Emily’s parents did not have the expertise to manage a complex medical problem, particularly one involving their own child.  They expected their doctor to do a thorough examination and make a correct diagnosis.  This, in itself, is a question of trust, as they expected the doctor to have a set of skills by virtue of his professional training.  They appear to have taken this for granted, probably confirmed over many years of experience.  Their consciousness of trusting came with the doctor's decision not to refer their daughter to a specialist or a hospital but to send her home in the expectation that the nail would probably pass through without causing harm.  He informed them of the possibility that things could go wrong.  They trusted his judgement that this was the correct procedure and their trust was subsequently justified, yet whilst they claim to have trusted his advice “utterly”, they still spent sleepless nights worrying. If they had had total faith in the doctor, surely they would not have worried at all. Their trust could not have been an absolute thing as they were aware the doctor may have been wrong, as he could not have predicted exactly what would happen. By its nature, medicine is an inexact science and their trust must have been in his judgment and commitment to the best care possible in the particular circumstances.  

Looking back nearly forty years it is fascinating to see how the practice of medicine has changed. The advice to turn Emily on her left side does not make any sense. The bowel is packed into the abdomen as a long serpentine tube actively contracting to push the contents onwards, so in passing through, the nail would move in many directions and lying in a particular position would make no difference. Perhaps it was good advice in the sense that it gave Emily’s parents something to do and ensured their constant attention and observation.  In modern times this reliance on what might be seen as the ‘Art’ of medicine might not be seen as sufficient to overcome the ‘Science’.

Emily’s parents did have a role to play. They were able to look after their daughter throughout the evening, observing her and changing her position.  They needed instruction on what to look for in case the nail perforated the bowel, such as pain, an increasing pulse rate and fever, and were capable of doing this.  Their doctor trusted them to do this, for he had a stake in the outcome as well, something he may not have done with other less reliable and caring parents. The doctor could have made the wrong decision.  The nail may have perforated the child’s intestines and she may have died.  Anybody can make mistakes and errors of judgment even when acting with goodwill, but it is unlikely that the doctor would have just shrugged his shoulders and said “Oh well, that’s life” and thought no more about it if Emily had died. Like Uncle Stephen, he would probably have been very upset.

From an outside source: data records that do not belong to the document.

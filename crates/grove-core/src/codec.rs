//! Typed codecs for the presence and expiration metadata slots.
//!
//! # Invariants
//!
//! - Slot keys are fixed: `("activity", 1)` and `("expiration", 1)`. Every
//!   use site goes through [`activity_key`]/[`expiration_key`] so the keys
//!   can never drift apart.
//! - Status encodes as base-10 integer text: `"0"` = Active, `"1"` =
//!   Inactive.
//! - Expiration encodes as an absolute RFC 3339 timestamp, never a
//!   duration. TTLs are resolved to absolute times at creation so receivers
//!   need no knowledge of transmission delay.
//! - Readers return `Ok(None)` when a slot is absent and `Err` when it is
//!   present but malformed; callers must treat the two differently (absent
//!   means "not a presence/expiring node", malformed means "log and
//!   ignore").

use std::time::Duration;

use once_cell::sync::Lazy;
use serde::{Deserialize, Serialize};
use time::format_description::well_known::Rfc3339;
use time::OffsetDateTime;

use crate::error::CodecError;
use crate::metadata::{Metadata, MetadataKey};

/// Presence state of an author, as claimed by a heartbeat node.
#[derive(Debug, Clone, Copy, PartialEq, Eq, Hash, Serialize, Deserialize)]
pub enum PresenceStatus {
    /// The author is currently connected.
    Active,
    /// The author has signed off or aged out.
    Inactive,
}

impl PresenceStatus {
    /// Encode as base-10 integer text.
    pub fn encode(self) -> Vec<u8> {
        let discriminant: i64 = match self {
            Self::Active => 0,
            Self::Inactive => 1,
        };
        discriminant.to_string().into_bytes()
    }

    /// Decode from base-10 integer text.
    pub fn decode(bytes: &[u8]) -> Result<Self, CodecError> {
        let text = std::str::from_utf8(bytes)?;
        match text.parse::<i64>()? {
            0 => Ok(Self::Active),
            1 => Ok(Self::Inactive),
            other => Err(CodecError::UnknownStatus(other)),
        }
    }
}

static ACTIVITY_KEY: Lazy<MetadataKey> = Lazy::new(|| MetadataKey::new("activity", 1));
static EXPIRATION_KEY: Lazy<MetadataKey> = Lazy::new(|| MetadataKey::new("expiration", 1));
static INVISIBLE_KEY: Lazy<MetadataKey> = Lazy::new(|| MetadataKey::new("invisible", 1));

/// Key of the activity status slot.
pub fn activity_key() -> &'static MetadataKey {
    &ACTIVITY_KEY
}

/// Key of the expiration slot.
pub fn expiration_key() -> &'static MetadataKey {
    &EXPIRATION_KEY
}

/// Key of the invisibility marker carried by heartbeat nodes so clients
/// don't render them as content.
pub fn invisible_key() -> &'static MetadataKey {
    &INVISIBLE_KEY
}

/// Build the activity slot for a status.
pub fn status_slot(status: PresenceStatus) -> (MetadataKey, Vec<u8>) {
    (activity_key().clone(), status.encode())
}

/// Build the expiration slot for a TTL, resolving `now + ttl` to an
/// absolute timestamp at call time.
pub fn ttl_slot(ttl: Duration) -> Result<(MetadataKey, Vec<u8>), CodecError> {
    let expires_at = OffsetDateTime::now_utc() + ttl;
    Ok((expiration_key().clone(), encode_timestamp(expires_at)?))
}

/// Encode an absolute timestamp to its canonical RFC 3339 text form.
pub fn encode_timestamp(at: OffsetDateTime) -> Result<Vec<u8>, CodecError> {
    Ok(at.format(&Rfc3339)?.into_bytes())
}

/// Decode an RFC 3339 timestamp slot value.
pub fn decode_timestamp(bytes: &[u8]) -> Result<OffsetDateTime, CodecError> {
    let text = std::str::from_utf8(bytes)?;
    Ok(OffsetDateTime::parse(text, &Rfc3339)?)
}

/// Read the activity status slot from a node's metadata.
///
/// `Ok(None)` means the node carries no activity slot at all.
pub fn read_status(metadata: &Metadata) -> Result<Option<PresenceStatus>, CodecError> {
    match metadata.get(activity_key()) {
        Some(bytes) => Ok(Some(PresenceStatus::decode(bytes)?)),
        None => Ok(None),
    }
}

/// Read the expiration slot from a node's metadata.
///
/// `Ok(None)` means the node never expires.
pub fn read_expiration(metadata: &Metadata) -> Result<Option<OffsetDateTime>, CodecError> {
    match metadata.get(expiration_key()) {
        Some(bytes) => Ok(Some(decode_timestamp(bytes)?)),
        None => Ok(None),
    }
}

/// Build the full metadata map for a heartbeat node: activity status,
/// absolute expiration, and the invisibility marker.
pub fn activity_metadata(status: PresenceStatus, ttl: Duration) -> Result<Metadata, CodecError> {
    let mut metadata = Metadata::new();
    let (status_key, status_value) = status_slot(status);
    let (ttl_key, ttl_value) = ttl_slot(ttl)?;
    metadata.set(status_key, status_value);
    metadata.set(ttl_key, ttl_value);
    metadata.set(invisible_key().clone(), b"true".to_vec());
    Ok(metadata)
}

Sarndra had multiple roles in her relationship with Stephen, each mirrored in his relationship with her. He was her surgeon, uncle and family friend and in each role they both had expectations on how each should behave.  As her surgeon she trusted him in one way, as an uncle in another and as a friend in yet another and in each manifestation she took a different attitude to him, as he did to her, and in each attitude they experienced differing emotional responses and reacted to each other in different ways.  Emily’s parents also had a complex relationship with their doctor and this case it was complicated by the doctor’s need to trust them and the possibility that, if things went wrong, he would have had a very complex and strongly felt reaction. In both situations the patient and the parents deferred to the doctors knowledge and experience. Sarndra variously described this as due to “common sense” or a “leap of faith” and felt the doctor was better placed to make an informed choice about how to act.

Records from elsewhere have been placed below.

//! Purge behavior over an in-memory forest.

use std::sync::Arc;
use std::time::Duration;

use async_trait::async_trait;
use time::OffsetDateTime;

use grove_core::{
    encode_timestamp, expiration_key, AuthorId, ForestStore, MemoryStore, Metadata, Node, NodeId,
    StoreError, WalkError, WalkVisitor,
};
use grove_expiration::{ExpirationConfig, ExpirationService, ExpirationSweeper};

fn init_tracing() {
    let _ = tracing_subscriber::fmt()
        .with_env_filter(tracing_subscriber::EnvFilter::from_default_env())
        .with_test_writer()
        .try_init();
}

fn expiring_metadata(expires_at: OffsetDateTime) -> Metadata {
    let mut metadata = Metadata::new();
    metadata.set(expiration_key().clone(), encode_timestamp(expires_at).unwrap());
    metadata
}

async fn add(store: &dyn ForestStore, author: u8, secs: i64, parent: Option<NodeId>, metadata: Metadata) -> NodeId {
    let node = Node::new(
        AuthorId([author; 32]),
        OffsetDateTime::from_unix_timestamp(secs).unwrap(),
        parent,
        metadata,
    );
    let id = node.id;
    store.add_node(node).await.unwrap();
    id
}

fn past() -> OffsetDateTime {
    OffsetDateTime::now_utc() - Duration::from_secs(60)
}

fn future() -> OffsetDateTime {
    OffsetDateTime::now_utc() + Duration::from_secs(3600)
}

#[tokio::test(flavor = "multi_thread")]
async fn expired_subtree_goes_including_unexpired_children() {
    init_tracing();
    let store = Arc::new(MemoryStore::new());

    let root = add(store.as_ref(), 1, 100, None, Metadata::new()).await;
    let expired = add(store.as_ref(), 2, 200, Some(root), expiring_metadata(past())).await;
    let child = add(store.as_ref(), 3, 300, Some(expired), Metadata::new()).await;
    let untouched = add(store.as_ref(), 4, 400, Some(root), expiring_metadata(future())).await;

    let other_root = add(store.as_ref(), 5, 500, None, Metadata::new()).await;
    let other_reply = add(store.as_ref(), 6, 600, Some(other_root), Metadata::new()).await;

    let sweeper = ExpirationSweeper::new(store.clone(), 32);
    let summary = sweeper.run_once().await.unwrap();

    assert_eq!(summary.communities, 2);
    assert_eq!(summary.subtrees_removed, 1);
    assert_eq!(summary.communities_failed, 0);

    assert!(!store.contains(&expired).await);
    assert!(!store.contains(&child).await);
    assert!(store.contains(&root).await);
    assert!(store.contains(&untouched).await);
    assert!(store.contains(&other_root).await);
    assert!(store.contains(&other_reply).await);
}

#[tokio::test(flavor = "multi_thread")]
async fn nested_expired_nodes_are_removed_deepest_first() {
    init_tracing();
    let store = Arc::new(MemoryStore::new());

    // Expired node with an expired descendant two levels down; reverse
    // discovery order must remove the descendant's subtree before the
    // ancestor's without erroring.
    let root = add(store.as_ref(), 1, 100, None, Metadata::new()).await;
    let outer = add(store.as_ref(), 2, 200, Some(root), expiring_metadata(past())).await;
    let middle = add(store.as_ref(), 3, 300, Some(outer), Metadata::new()).await;
    let inner = add(store.as_ref(), 4, 400, Some(middle), expiring_metadata(past())).await;
    let leaf = add(store.as_ref(), 5, 500, Some(inner), Metadata::new()).await;

    let sweeper = ExpirationSweeper::new(store.clone(), 32);
    let summary = sweeper.run_once().await.unwrap();

    assert_eq!(summary.communities_failed, 0);
    for id in [outer, middle, inner, leaf] {
        assert!(!store.contains(&id).await);
    }
    assert!(store.contains(&root).await);
}

#[tokio::test(flavor = "multi_thread")]
async fn corrupt_expiration_slot_fails_open() {
    init_tracing();
    let store = Arc::new(MemoryStore::new());

    let root = add(store.as_ref(), 1, 100, None, Metadata::new()).await;
    let mut corrupt = Metadata::new();
    corrupt.set(expiration_key().clone(), b"not a timestamp".to_vec());
    let kept = add(store.as_ref(), 2, 200, Some(root), corrupt).await;
    let removed = add(store.as_ref(), 3, 300, Some(root), expiring_metadata(past())).await;

    let sweeper = ExpirationSweeper::new(store.clone(), 32);
    let summary = sweeper.run_once().await.unwrap();

    assert_eq!(summary.subtrees_removed, 1);
    assert!(store.contains(&kept).await);
    assert!(!store.contains(&removed).await);
}

#[tokio::test(flavor = "multi_thread")]
async fn community_limit_bounds_the_pass() {
    init_tracing();
    let store = Arc::new(MemoryStore::new());

    // Oldest community falls outside a limit of 2 and keeps its expired node.
    let old_root = add(store.as_ref(), 1, 100, None, Metadata::new()).await;
    let old_expired = add(store.as_ref(), 2, 150, Some(old_root), expiring_metadata(past())).await;
    let mid_root = add(store.as_ref(), 3, 200, None, Metadata::new()).await;
    let mid_expired = add(store.as_ref(), 4, 250, Some(mid_root), expiring_metadata(past())).await;
    let new_root = add(store.as_ref(), 5, 300, None, Metadata::new()).await;
    let new_expired = add(store.as_ref(), 6, 350, Some(new_root), expiring_metadata(past())).await;

    let sweeper = ExpirationSweeper::new(store.clone(), 2);
    let summary = sweeper.run_once().await.unwrap();

    assert_eq!(summary.communities, 2);
    assert!(store.contains(&old_expired).await);
    assert!(!store.contains(&mid_expired).await);
    assert!(!store.contains(&new_expired).await);
}

/// Store wrapper that injects failures for specific operations.
struct FaultyStore {
    inner: MemoryStore,
    fail_listing: bool,
    fail_removal_of: Option<NodeId>,
}

#[async_trait]
impl ForestStore for FaultyStore {
    async fn recent_communities(&self, limit: usize) -> Result<Vec<Node>, StoreError> {
        if self.fail_listing {
            return Err(StoreError::Backend("listing unavailable".to_string()));
        }
        self.inner.recent_communities(limit).await
    }

    async fn walk_subtree(
        &self,
        root: &NodeId,
        visit: &mut WalkVisitor<'_>,
    ) -> Result<(), WalkError> {
        self.inner.walk_subtree(root, visit).await
    }

    async fn remove_subtree(&self, id: &NodeId) -> Result<(), StoreError> {
        if self.fail_removal_of == Some(*id) {
            return Err(StoreError::Backend("disk full".to_string()));
        }
        self.inner.remove_subtree(id).await
    }

    async fn add_node(&self, node: Node) -> Result<(), StoreError> {
        self.inner.add_node(node).await
    }
}

#[tokio::test(flavor = "multi_thread")]
async fn listing_failure_aborts_the_pass() {
    init_tracing();
    let store = Arc::new(FaultyStore {
        inner: MemoryStore::new(),
        fail_listing: true,
        fail_removal_of: None,
    });

    let sweeper = ExpirationSweeper::new(store, 32);
    assert!(sweeper.run_once().await.is_err());
}

#[tokio::test(flavor = "multi_thread")]
async fn removal_failure_skips_that_subtree_only() {
    init_tracing();
    let inner = MemoryStore::new();

    let stuck_root = add(&inner, 1, 100, None, Metadata::new()).await;
    let stuck = add(&inner, 2, 200, Some(stuck_root), expiring_metadata(past())).await;
    let ok_root = add(&inner, 3, 300, None, Metadata::new()).await;
    let ok_expired = add(&inner, 4, 400, Some(ok_root), expiring_metadata(past())).await;

    let store = Arc::new(FaultyStore {
        inner,
        fail_listing: false,
        fail_removal_of: Some(stuck),
    });

    let sweeper = ExpirationSweeper::new(store.clone(), 32);
    let summary = sweeper.run_once().await.unwrap();

    assert_eq!(summary.subtrees_removed, 1);
    assert!(store.inner.contains(&stuck).await);
    assert!(!store.inner.contains(&ok_expired).await);
}

#[tokio::test(flavor = "multi_thread")]
async fn service_runs_an_immediate_pass_and_stops_cleanly() {
    init_tracing();
    let store = Arc::new(MemoryStore::new());

    let root = add(store.as_ref(), 1, 100, None, Metadata::new()).await;
    let expired = add(store.as_ref(), 2, 200, Some(root), expiring_metadata(past())).await;

    let service = ExpirationService::new(store.clone(), ExpirationConfig::for_testing());
    service.start();
    tokio::time::sleep(Duration::from_millis(100)).await;
    service.stop().await;

    assert!(!store.contains(&expired).await);
    assert!(store.contains(&root).await);

    // Nodes expiring after shutdown linger until someone runs a pass.
    let late = add(store.as_ref(), 3, 300, Some(root), expiring_metadata(past())).await;
    tokio::time::sleep(Duration::from_millis(100)).await;
    assert!(store.contains(&late).await);

    let summary = service.sweeper().run_once().await.unwrap();
    assert_eq!(summary.subtrees_removed, 1);
    assert!(!store.contains(&late).await);
}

Emily recovered well and the reciprocated trust was justified and led to all-round satisfaction. Stephen’s reaction was clear to her as he was upset and agitated and expressed his dismay that it was not “anyone but her” and he worked hard to get the best possible result for her, in which he was successful. Sarndra, in spite of her initial protestations, has been left with a perception of betrayal by Stephen, something she has had difficulty defining, yet she gives the impression that she is, perhaps, defending him too strongly. How much is this a justification and support for her own trust, in which she may have blamed herself for accepting too blindly and thus denied her own vulnerability?   She is much more definite about her father, who she did believe had betrayed her by appearing to defend Stephen when she thought he should be more concerned about her. Eventually Sarndra has accepted Stephen’s betrayal, as he openly showed her cared about her, and forgiven her parents as she has realised she must have mattered a lot to them when the whole episode became too painful for them to talk about.

It may not appear to make sense to trust someone with what appears to be a trifle.  Nobody would take you seriously if you asked them to look after one grain of sand on a beach.  Both truster and trustee need to believe that the goods are considered valuable and worth the effort. It is possible to not value something yourself yet see that those same goods are valuable to someone else.  For instance, a dying friend might ask you to look after some poetry he has written and to ensure it is published and yet you think the poetry is worthless and not worth publishing.  In these circumstances you may reflect upon the situation and perhaps change your attitude to the poetry because of your relationship with your friend, as the poetry was valuable to him, and try hard to have it published. 

It may be important to be specific about how valuable a good is to you.  Whilst a patient may request a doctor to look after his health it should not necessarily be construed that this means entrusting him with, to use Baier’s term, “the care of our valued autonomy”.  He may need to be specific.  He may trust a doctor, for instance, not with his autonomy but perhaps something specific, like the bunion on his foot.  We may need to specify whether somebody is to look after our short-term gain or our long-term interests.  Sometimes individuals have important specific goals and are prepared to take risks to achieve them.  A sportsman might consider having an injection into one of his joints so that he can play in an important contest, knowing that he risks long term injury.  The injection might allow him to achieve fame and wealth and he may value this over the long term disadvantages of playing sport whilst injured.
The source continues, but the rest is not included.